Task goal →
Among the records below, which lines contain the string "AnalysisResult"? Report them.

**** Given records

mod action;
mod cluster;
mod connection;
mod item;

pub use action::{ActionKind, ActionOutcome, ActionState, PendingAction};
pub use cluster::{Cluster, SuggestedAction};
pub use connection::{ConnectionState, ConnectionStatus};
pub use item::{InboxItem, ItemStatus, Snapshot};
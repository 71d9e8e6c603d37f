use chrono::{DateTime, NaiveDateTime};
use serde::{Deserialize, Deserializer, Serialize};

use super::Cluster;

/// Triage state of an inbox item.
///
/// `Pending` items make up the inbox view and the badge count. `Actioned` and
/// `Removed` are terminal from the client's perspective; the server stops
/// listing such items once the action is confirmed. The server also reports
/// post-triage statuses of its own (`approved`, `discarded`, ...); anything
/// we do not recognize folds into `Actioned` so one odd row cannot poison a
/// whole snapshot.
#[derive(Debug, Clone, Copy, PartialEq, Eq, Serialize, Deserialize)]
#[serde(rename_all = "lowercase")]
pub enum ItemStatus {
    Pending,
    Removed,
    #[serde(other)]
    Actioned,
}

/// A captured vault entry awaiting user triage.
#[derive(Debug, Clone, Serialize, Deserialize)]
pub struct InboxItem {
    /// Opaque stable identifier (server format `mem_<n>`)
    pub id: String,
    pub content: String,
    pub source: String,
    /// Server calls this `details`
    #[serde(rename = "details", default)]
    pub title: Option<String>,
    /// Unix timestamp in seconds. The server emits an ISO-8601 datetime
    /// string here; older payloads carry a bare epoch number.
    #[serde(deserialize_with = "deserialize_timestamp")]
    pub created_at: u64,
    pub status: ItemStatus,
    /// Set when the dedupe job grouped this item into a merge suggestion
    #[serde(default)]
    pub cluster_id: Option<String>,
}

impl InboxItem {
    pub fn is_pending(&self) -> bool {
        self.status == ItemStatus::Pending
    }
}

/// Accept either an epoch number or an ISO-8601 datetime, normalized to
/// epoch seconds so items stay ordering-comparable. FastAPI-style backends
/// serialize `datetime` columns as naive ISO strings without a zone suffix;
/// those are read as UTC.
fn deserialize_timestamp<'de, D>(deserializer: D) -> Result<u64, D::Error>
where
    D: Deserializer<'de>,
{
    #[derive(Deserialize)]
    #[serde(untagged)]
    enum Timestamp {
        Epoch(u64),
        Iso(String),
    }

    match Timestamp::deserialize(deserializer)? {
        Timestamp::Epoch(secs) => Ok(secs),
        Timestamp::Iso(raw) => {
            let secs = DateTime::parse_from_rfc3339(&raw)
                .map(|dt| dt.timestamp())
                .or_else(|_| raw.parse::<NaiveDateTime>().map(|dt| dt.and_utc().timestamp()))
                .map_err(|e| serde::de::Error::custom(format!("bad timestamp {raw:?}: {e}")))?;
            Ok(secs.max(0) as u64)
        }
    }
}

/// Authoritative server-side view of the inbox, as returned by the Fetch
/// Client.
#[derive(Debug, Clone, Default)]
pub struct Snapshot {
    pub items: Vec<InboxItem>,
    pub clusters: Vec<Cluster>,
}

#[cfg(test)]
mod tests {
    use super::*;

    #[test]
    fn test_item_wire_format() {
        let json = r#"{
            "id": "mem_42",
            "content": "clipped text",
            "source": "chrome-extension",
            "details": "A title",
            "created_at": 1756500000,
            "status": "pending"
        }"#;
        let item: InboxItem = serde_json::from_str(json).unwrap();
        assert_eq!(item.id, "mem_42");
        assert_eq!(item.title.as_deref(), Some("A title"));
        assert_eq!(item.status, ItemStatus::Pending);
        assert!(item.cluster_id.is_none());
        assert!(item.is_pending());
    }

    #[test]
    fn test_missing_optional_fields() {
        let json = r#"{
            "id": "mem_1",
            "content": "x",
            "source": "web",
            "created_at": 0,
            "status": "actioned"
        }"#;
        let item: InboxItem = serde_json::from_str(json).unwrap();
        assert!(item.title.is_none());
        assert!(!item.is_pending());
    }

    #[test]
    fn test_created_at_accepts_iso_datetime() {
        // The server serializes datetime columns as naive ISO strings
        let json = r#"{
            "id": "mem_2",
            "content": "x",
            "source": "web",
            "created_at": "2026-08-30T10:00:00",
            "status": "pending"
        }"#;
        let item: InboxItem = serde_json::from_str(json).unwrap();
        assert!(item.created_at > 0);

        // Epoch sanity: one second past the epoch, naive and zoned forms agree
        let naive: InboxItem = serde_json::from_str(
            r#"{"id": "a", "content": "x", "source": "w",
                "created_at": "1970-01-01T00:00:01", "status": "pending"}"#,
        )
        .unwrap();
        let zoned: InboxItem = serde_json::from_str(
            r#"{"id": "b", "content": "x", "source": "w",
                "created_at": "1970-01-01T00:00:01Z", "status": "pending"}"#,
        )
        .unwrap();
        assert_eq!(naive.created_at, 1);
        assert_eq!(zoned.created_at, 1);
    }

    #[test]
    fn test_created_at_iso_ordering_matches_time() {
        let earlier: InboxItem = serde_json::from_str(
            r#"{"id": "a", "content": "x", "source": "w",
                "created_at": "2026-08-30T10:00:00.500000", "status": "pending"}"#,
        )
        .unwrap();
        let later: InboxItem = serde_json::from_str(
            r#"{"id": "b", "content": "x", "source": "w",
                "created_at": "2026-08-30T10:00:01", "status": "pending"}"#,
        )
        .unwrap();
        assert!(later.created_at > earlier.created_at);
    }

    #[test]
    fn test_unknown_status_is_not_pending() {
        // Post-triage statuses the server invents ("approved", "discarded")
        // must not fail the whole snapshot; they fold into Actioned
        for status in ["approved", "discarded", "archived"] {
            let json = format!(
                r#"{{"id": "mem_3", "content": "x", "source": "w",
                    "created_at": 1, "status": "{status}"}}"#
            );
            let item: InboxItem = serde_json::from_str(&json).unwrap();
            assert_eq!(item.status, ItemStatus::Actioned);
            assert!(!item.is_pending());
        }
    }
}
//! Inbox synchronization core for the vault client.
//!
//! Keeps a client-side view of pending inbox items consistent with
//! server-side state that changes asynchronously (new captures, dedupe
//! clustering) while the user concurrently issues dismiss / accept-merge /
//! reject-merge actions against that same state. The push channel carries
//! notification-only frames; state always comes from snapshot fetches,
//! reconciled through a single serialized store.

pub mod api;
pub mod config;
pub mod constants;
pub mod error;
pub mod events;
pub mod models;
pub mod runtime;
pub mod store;
pub mod transport;

pub use config::CoreConfig;
pub use error::{ActionError, DecodeError, FetchError, TransportError};
pub use events::{decode, CoreEvent, DomainEvent};
pub use models::{
    ActionKind, ActionOutcome, Cluster, ConnectionState, ConnectionStatus, InboxItem, ItemStatus,
    Snapshot,
};
pub use runtime::{CoreHandle, CoreRuntime};
pub use store::{InboxStore, SharedStore};
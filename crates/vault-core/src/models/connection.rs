/// Push-channel lifecycle. `Failed` is terminal (bad URL or rejected
/// credentials) and requires an explicit re-connect; every other transition
/// is driven by the reconnect loop.
#[derive(Debug, Clone, Copy, PartialEq, Eq)]
pub enum ConnectionStatus {
    Disconnected,
    Connecting,
    Connected,
    Failed,
}

/// Process-wide connection state, owned by the push channel and published
/// through a watch channel. Reset on every successful reconnect.
#[derive(Debug, Clone)]
pub struct ConnectionState {
    pub status: ConnectionStatus,
    pub retry_count: u32,
    pub last_error: Option<String>,
}

impl ConnectionState {
    pub fn disconnected() -> Self {
        Self {
            status: ConnectionStatus::Disconnected,
            retry_count: 0,
            last_error: None,
        }
    }

    pub fn is_connected(&self) -> bool {
        self.status == ConnectionStatus::Connected
    }
}

impl Default for ConnectionState {
    fn default() -> Self {
        Self::disconnected()
    }
}
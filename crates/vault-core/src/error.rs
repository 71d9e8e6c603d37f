//! Error taxonomy for the inbox subsystem.
//!
//! Transport and decode errors are recovered internally (reconnect / drop and
//! keep listening) and never reach the consumer as hard failures. Fetch errors
//! are retried at the caller's discretion. Action errors always reach the
//! consumer after the optimistic state has been rolled back.

/// Connection-level failure on the push channel.
#[derive(Debug, thiserror::Error)]
pub enum TransportError {
    #[error("invalid push URL: {0}")]
    InvalidUrl(String),
    /// Server refused the handshake with an auth status; terminal until a
    /// fresh connect with new credentials.
    #[error("push connection unauthorized (HTTP {status})")]
    Unauthorized { status: u16 },
    #[error("push connection closed: {0}")]
    Closed(String),
    #[error(transparent)]
    WebSocket(#[from] tokio_tungstenite::tungstenite::Error),
}

/// Malformed or unrecognized push payload. Logged and dropped.
#[derive(Debug, thiserror::Error, PartialEq, Eq)]
pub enum DecodeError {
    #[error("malformed push payload: {0}")]
    Malformed(String),
    #[error("unknown push event kind: {0}")]
    UnknownKind(String),
}

/// Snapshot refresh failure. Single attempt; callers decide whether to retry.
#[derive(Debug, thiserror::Error, Clone, PartialEq, Eq)]
pub enum FetchError {
    #[error("unauthorized; credential missing or rejected")]
    Unauthorized,
    #[error("snapshot request failed with HTTP {status}")]
    Status { status: u16 },
    #[error("snapshot request failed: {0}")]
    Network(String),
}

/// User-action failure, surfaced after rollback.
#[derive(Debug, thiserror::Error, Clone, PartialEq, Eq)]
pub enum ActionError {
    /// A submission for this item is already in flight; fail fast rather
    /// than race the server.
    #[error("an action for item {item_id} is already pending")]
    AlreadyPending { item_id: String },
    #[error("unauthorized; credential missing or rejected")]
    Unauthorized,
    #[error("network failure after retries: {0}")]
    NetworkFailure(String),
    #[error("server rejected the action (HTTP {status})")]
    ServerRejected { status: u16 },
    /// The item no longer exists server-side; it is dropped locally since
    /// confirmed-absent server state is authoritative.
    #[error("item {item_id} no longer exists server-side")]
    ItemGone { item_id: String },
}
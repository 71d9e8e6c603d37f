use std::time::Duration;

use crate::constants::{
    API_BASE_URL, PUSH_BASE_URL, REFRESH_DEBOUNCE, REQUEST_TIMEOUT, SUBMIT_DEADLINE,
};

#[derive(Debug, Clone)]
pub struct CoreConfig {
    /// REST API base, e.g. `http://localhost:8000/api/v1`
    pub api_base: String,
    /// Push endpoint base, e.g. `ws://localhost:8000`
    pub push_base: String,
    /// User/session identifier scoping the push connection
    pub endpoint_id: String,
    /// Bearer credential supplied by the auth provider
    pub bearer_token: Option<String>,
    pub request_timeout: Duration,
    pub refresh_debounce: Duration,
    pub submit_deadline: Duration,
}

impl CoreConfig {
    pub fn new(endpoint_id: impl Into<String>) -> Self {
        Self {
            api_base: API_BASE_URL.to_string(),
            push_base: PUSH_BASE_URL.to_string(),
            endpoint_id: endpoint_id.into(),
            bearer_token: None,
            request_timeout: REQUEST_TIMEOUT,
            refresh_debounce: REFRESH_DEBOUNCE,
            submit_deadline: SUBMIT_DEADLINE,
        }
    }

    pub fn with_api_base(mut self, base: impl Into<String>) -> Self {
        self.api_base = base.into();
        self
    }

    pub fn with_push_base(mut self, base: impl Into<String>) -> Self {
        self.push_base = base.into();
        self
    }

    pub fn with_bearer_token(mut self, token: impl Into<String>) -> Self {
        self.bearer_token = Some(token.into());
        self
    }

    /// Full WebSocket URL for this session's push connection
    pub fn push_url(&self) -> String {
        format!("{}/ws/{}", self.push_base.trim_end_matches('/'), self.endpoint_id)
    }
}

impl Default for CoreConfig {
    fn default() -> Self {
        Self::new("1")
    }
}
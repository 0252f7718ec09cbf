pub mod analyzer;
pub mod classifier;
pub mod importer;
pub mod quality;
pub mod source;
pub mod stats;
pub mod types;
pub mod utils;

pub use analyzer::DataAnalyzer;
pub use classifier::{classify, resolve};
pub use importer::{ExcelImporter, ImportOptions};
pub use quality::QualityReport;
pub use source::{MemoryWorkbook, WorkbookSource};
pub use stats::{AnalysisResult, ColumnStats, SheetAnalysis, TypeStats};
pub use types::{CellValue, ColumnInfo, DataType, ImportResult, SheetData, TypeHistogram};
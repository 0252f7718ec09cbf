use serde::{Deserialize, Serialize};

use crate::error::AppError;
use crate::services::excel::{AnalysisResult, ImportOptions, ImportResult, QualityReport};

fn default_has_header() -> bool {
    true
}

#[derive(Debug, Deserialize)]
pub struct FileInfo {
    #[serde(rename = "type")]
    pub file_type: String,
    pub signed_url: String,
}

#[derive(Debug, Deserialize)]
pub struct AnalyzeRequest {
    pub files: Vec<FileInfo>,
    #[serde(default)]
    pub sheet_names: Option<Vec<String>>,
    #[serde(default = "default_has_header")]
    pub has_header: bool,
    #[serde(default)]
    pub max_rows: Option<usize>,
}

impl AnalyzeRequest {
    pub fn import_options(&self) -> Result<ImportOptions, AppError> {
        build_options(self.sheet_names.clone(), self.has_header, self.max_rows)
    }
}

/// Query string of the raw-upload endpoint. `sheet` is a comma separated list.
#[derive(Debug, Default, Deserialize)]
pub struct UploadParams {
    pub file_name: Option<String>,
    pub sheet: Option<String>,
    pub has_header: Option<bool>,
    pub max_rows: Option<usize>,
}

impl UploadParams {
    pub fn import_options(&self) -> Result<ImportOptions, AppError> {
        let sheets = self.sheet.as_ref().map(|raw| {
            raw.split(',')
                .map(str::trim)
                .filter(|name| !name.is_empty())
                .map(String::from)
                .collect()
        });
        build_options(sheets, self.has_header.unwrap_or(true), self.max_rows)
    }

    pub fn file_name(&self) -> String {
        self.file_name
            .clone()
            .unwrap_or_else(|| "upload.xlsx".to_string())
    }
}

fn build_options(
    sheet_names: Option<Vec<String>>,
    has_header: bool,
    max_rows: Option<usize>,
) -> Result<ImportOptions, AppError> {
    if max_rows == Some(0) {
        return Err(AppError::InvalidInput(
            "max_rows must be a positive integer".to_string(),
        ));
    }
    Ok(ImportOptions {
        sheet_names,
        has_header,
        max_rows,
    })
}

#[derive(Debug, Serialize)]
pub struct SheetPreview {
    pub sheet_name: String,
    pub headers: Vec<String>,
    pub rows: Vec<Vec<String>>,
}

#[derive(Debug, Serialize)]
pub struct AnalyzeResponse {
    pub import: ImportResult,
    pub analysis: AnalysisResult,
    pub quality: QualityReport,
    pub previews: Vec<SheetPreview>,
}

impl AnalyzeResponse {
    pub fn build(import: ImportResult, analysis: AnalysisResult, preview_rows: usize) -> Self {
        let previews = import
            .sheets
            .iter()
            .map(|sheet| SheetPreview {
                sheet_name: sheet.name.clone(),
                headers: sheet.headers.clone(),
                rows: sheet.preview(preview_rows),
            })
            .collect();
        let quality = QualityReport::from(&analysis);
        Self {
            import,
            analysis,
            quality,
            previews,
        }
    }
}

********

Task response →
pub use stats::{AnalysisResult, ColumnStats, SheetAnalysis, TypeStats};
use crate::services::excel::{AnalysisResult, ImportOptions, ImportResult, QualityReport};
    pub analysis: AnalysisResult,
    pub fn build(import: ImportResult, analysis: AnalysisResult, preview_rows: usize) -> Self {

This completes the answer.